Tesla's Musk downplays V2G's importance in Battery Day remarks
- Sep 30, 2020 4:40 pm GMT
Elon Musk is not averse to hyping technologies. That’s why his take on vehicle-to-grid (V2G) technology at Tesla’s “Battery Day” last week was so surprising.
“Vehicle-to-grid sounds good, but I think actually has a much lower utility than people think,” Musk said. “I think it’s actually going to be better for people’s freedom of action to have a Powerwall and a car.”
The Verge reported Musk’s remarks in an article that quoted a researcher as saying that V2G’s utility is actually pretty high.
“The amount of energy storage you have driving on four wheels is much more than any electric utility will ever build and put on the grid,” says Gerbrand Ceder, a professor of materials science and engineering at the University of California, Berkeley. “So it now starts to make sense that you use this as a resource to stabilize the grid.”
Being able to use Tesla cars as batteries also could be handy during blackouts, like the ones California residents experience from fires and heat waves in this climate-changed world.
“Right now there’s a real need for providing backup power that [batteries] can provide,” Jeff Cook, renewable energy policy and market analyst at National Renewable Energy Laboratory, told the Verge.
One reason Musk may be downplaying V2G are that he wants to make sure Tesla owners can drive their cars whenever they want to and thinks that if the cars send some of their power back onto the grid they may not always be charged enough to go the distance their owners want them to. Another is that Tesla makes a home storage battery called a Powerwall that provides grid services and Musk is afraid V2G may cannibalize sales of it.

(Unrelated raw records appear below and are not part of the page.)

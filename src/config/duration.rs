//! # Duration Parsing
//!
//! Handles parsing Go-syntax duration strings from timeout environment
//! variables ("30m", "1h", "2h30m").
//!
//! Timeout values originate in Makefiles and CI variables that predate this
//! harness, so the accepted syntax matches Go's `time.ParseDuration`: one or
//! more `<number><unit>` segments with units ns, us, ms, s, m, h. A bare
//! number without a unit is malformed. Malformed values never fail the caller;
//! they fall back to the documented default with an observable warning.

use std::sync::LazyLock;
use std::time::Duration;

use anyhow::Result;
use regex::Regex;
use tracing::warn;

use super::ValueSource;

/// Full-string shape check: one or more number+unit segments, nothing else.
static DURATION_SHAPE: LazyLock<Regex> = LazyLock::new(|| {
    Regex::new(r"^(?:[0-9]+(?:\.[0-9]+)?(?:ns|us|µs|ms|s|m|h))+$")
        .expect("duration shape regex is valid")
});

/// Segment extractor, applied after the shape check passes.
static DURATION_SEGMENT: LazyLock<Regex> = LazyLock::new(|| {
    Regex::new(r"(?P<number>[0-9]+(?:\.[0-9]+)?)(?P<unit>ns|us|µs|ms|s|m|h)")
        .expect("duration segment regex is valid")
});

/// Parse a Go-syntax duration string ("30m", "1h", "2h30m", "90s").
///
/// Returns an error for empty strings, bare numbers, unknown units, and any
/// trailing garbage.
pub fn parse_go_duration(duration_str: &str) -> Result<Duration> {
    let trimmed = duration_str.trim();

    if trimmed.is_empty() {
        return Err(anyhow::anyhow!("duration string cannot be empty"));
    }

    if !DURATION_SHAPE.is_match(trimmed) {
        return Err(anyhow::anyhow!(
            "invalid duration '{}'. Expected one or more <number><unit> segments \
             (e.g., '30m', '1h', '2h30m')",
            trimmed
        ));
    }

    let mut total = Duration::ZERO;
    for segment in DURATION_SEGMENT.captures_iter(trimmed) {
        let number: f64 = segment["number"].parse().map_err(|e| {
            anyhow::anyhow!("invalid number in duration '{}': {}", trimmed, e)
        })?;

        let unit_nanos: f64 = match &segment["unit"] {
            "ns" => 1.0,
            "us" | "µs" => 1_000.0,
            "ms" => 1_000_000.0,
            "s" => 1_000_000_000.0,
            "m" => 60.0 * 1_000_000_000.0,
            "h" => 3_600.0 * 1_000_000_000.0,
            other => {
                return Err(anyhow::anyhow!(
                    "invalid unit '{}' in duration '{}'",
                    other,
                    trimmed
                ));
            }
        };

        let nanos = number * unit_nanos;
        if !nanos.is_finite() || nanos > u64::MAX as f64 {
            return Err(anyhow::anyhow!("duration '{}' overflows", trimmed));
        }
        total += Duration::from_nanos(nanos.round() as u64);
    }

    Ok(total)
}

/// Parse a duration-valued environment variable with fallback.
///
/// Empty or unset values resolve to `default` silently; malformed values
/// resolve to `default` with a warning naming the offending value. The
/// returned [`ValueSource`] tells diagnostics (and tests) whether the fallback
/// path was taken.
pub fn duration_from_env_with_source(var: &str, default: Duration) -> (Duration, ValueSource) {
    let Ok(raw) = std::env::var(var) else {
        return (default, ValueSource::Default);
    };
    if raw.is_empty() {
        return (default, ValueSource::Default);
    }

    match parse_go_duration(&raw) {
        Ok(parsed) => (parsed, ValueSource::Explicit),
        Err(_) => {
            warn!(
                "Invalid {} '{}', using default {:?}",
                var, raw, default
            );
            (default, ValueSource::Default)
        }
    }
}

/// Convenience wrapper over [`duration_from_env_with_source`] when the source
/// indicator is not needed.
pub fn duration_from_env(var: &str, default: Duration) -> Duration {
    duration_from_env_with_source(var, default).0
}
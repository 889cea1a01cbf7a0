//! # Infrastructure Providers
//!
//! Closed set of infrastructure provider definitions for the test harness.
//!
//! Exactly two providers exist: Azure-backed ARO (CAPZ/ASO) and AWS-backed
//! ROSA (CAPA). Each carries the controllers, webhooks, and credential secret
//! the deployment validation phases check, plus the Helm charts, CLI tools,
//! and repository scripts it needs. The set is small and fixed, so consumers
//! match exhaustively on [`ProviderKind`] rather than going through a plugin
//! interface.

use std::fmt;
use std::time::Duration;

use serde::{Deserialize, Serialize};
use tracing::warn;

mod aws;
mod azure;

/// The selected infrastructure provider kind.
///
/// Parsed from the `INFRA_PROVIDER` environment variable. Unrecognized values
/// normalize to [`ProviderKind::Aro`] with a warning, preserving the harness's
/// tolerance for partially-configured runs.
#[derive(Debug, Clone, Copy, PartialEq, Eq, Serialize, Deserialize)]
#[serde(rename_all = "lowercase")]
pub enum ProviderKind {
    /// Azure Red Hat OpenShift via CAPZ + Azure Service Operator.
    Aro,
    /// Red Hat OpenShift Service on AWS via CAPA.
    Rosa,
}

impl ProviderKind {
    /// Parse a provider selection, normalizing unknown values to `Aro`.
    pub fn parse_or_default(value: &str) -> Self {
        match value {
            "rosa" => Self::Rosa,
            "aro" | "" => Self::Aro,
            other => {
                warn!(
                    "Unknown INFRA_PROVIDER '{}', falling back to 'aro'",
                    other
                );
                Self::Aro
            }
        }
    }

    /// Provider identifier as used in configuration and `has_provider` checks.
    pub fn as_str(self) -> &'static str {
        match self {
            Self::Aro => "aro",
            Self::Rosa => "rosa",
        }
    }
}

impl std::str::FromStr for ProviderKind {
    type Err = std::convert::Infallible;

    /// Infallible: unknown selections normalize to `Aro`.
    fn from_str(s: &str) -> Result<Self, Self::Err> {
        Ok(Self::parse_or_default(s))
    }
}

impl fmt::Display for ProviderKind {
    fn fmt(&self, f: &mut fmt::Formatter<'_>) -> fmt::Result {
        f.write_str(self.as_str())
    }
}

/// A controller deployment whose readiness the harness validates.
#[derive(Debug, Clone, PartialEq, Eq, Serialize, Deserialize)]
pub struct ControllerSpec {
    /// Human-readable name (e.g., "CAPZ", "ASO").
    pub display_name: String,
    /// Kubernetes namespace (e.g., "capz-system").
    pub namespace: String,
    /// Deployment name (e.g., "capz-controller-manager").
    pub deployment_name: String,
    /// Label selector for the controller's pods.
    pub pod_selector: String,
    /// Readiness timeout; `None` means the shared controller default.
    pub timeout: Option<Duration>,
}

/// An admission webhook service whose reachability the harness validates.
#[derive(Debug, Clone, PartialEq, Eq, Serialize, Deserialize)]
pub struct WebhookSpec {
    /// Human-readable name (e.g., "CAPZ", "ASO").
    pub display_name: String,
    /// Kubernetes namespace.
    pub namespace: String,
    /// Kubernetes service name (e.g., "capz-webhook-service").
    pub service_name: String,
    /// Service port.
    pub port: u16,
}

/// A provider's credential secret and the conditions under which it is checked.
#[derive(Debug, Clone, PartialEq, Eq, Serialize, Deserialize)]
pub struct CredentialSecretSpec {
    /// Secret name (e.g., "aso-controller-settings").
    pub name: String,
    /// Namespace containing the secret.
    pub namespace: String,
    /// Fields that must be present and non-empty in the secret.
    pub required_fields: Vec<String>,
    /// Env vars that must be set for this check to run (skip if missing).
    pub required_env_vars: Vec<String>,
}

/// An infrastructure provider's full validation surface.
///
/// Built once per test process by [`InfraProvider::azure`] or
/// [`InfraProvider::aws`] with the resolved controller namespace.
#[derive(Debug, Clone, PartialEq, Eq, Serialize, Deserialize)]
pub struct InfraProvider {
    /// Provider identifier ("aro" or "rosa").
    pub name: String,
    /// Controllers to validate, in readiness-check order.
    pub controllers: Vec<ControllerSpec>,
    /// Webhooks to validate.
    pub webhooks: Vec<WebhookSpec>,
    /// Credential secret, if the provider requires one.
    pub credential_secret: Option<CredentialSecretSpec>,
    /// Chart arguments for deploy-charts.sh.
    pub deployment_charts: Vec<String>,
    /// MCE component name used when enabling this provider inside a
    /// MultiClusterEngine add-on.
    pub mce_component_name: String,
    /// CLI tools this provider needs on PATH (e.g., "az", "aws").
    pub required_tools: Vec<String>,
    /// Repo-relative scripts this provider needs (validated before deployment).
    pub required_scripts: Vec<String>,
}

impl InfraProvider {
    /// Build the provider definition for the given kind, with all namespaced
    /// descriptors placed in `namespace`.
    pub fn for_kind(kind: ProviderKind, namespace: &str) -> Self {
        match kind {
            ProviderKind::Aro => Self::azure(namespace),
            ProviderKind::Rosa => Self::aws(namespace),
        }
    }
}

“It will be problematic if you get to the morning, and instead of being charged, (the car) has discharged,” Musk said, according to The Driven. “It will be better to have a Powerwall and a car operating separately. Then everything works.”
Musk may eventually have no choice but to embrace V2G. Nissan has rolled out the technology in its Leaf electric car and is participating in what will eventually be the world’s largest test of it in Italy along with Engie EPS, the Engie division that focuses on electrical storage and microgrids, and Terna, Italy’s grid operator.
Nissan also has created a modified version of the Leaf called the Re-Leaf that can function as a mobile power supply after natural disasters and extreme weather events.
If that takes off, Tesla may have to embrace something in addition to V2G technology — the use of bad puns in product names.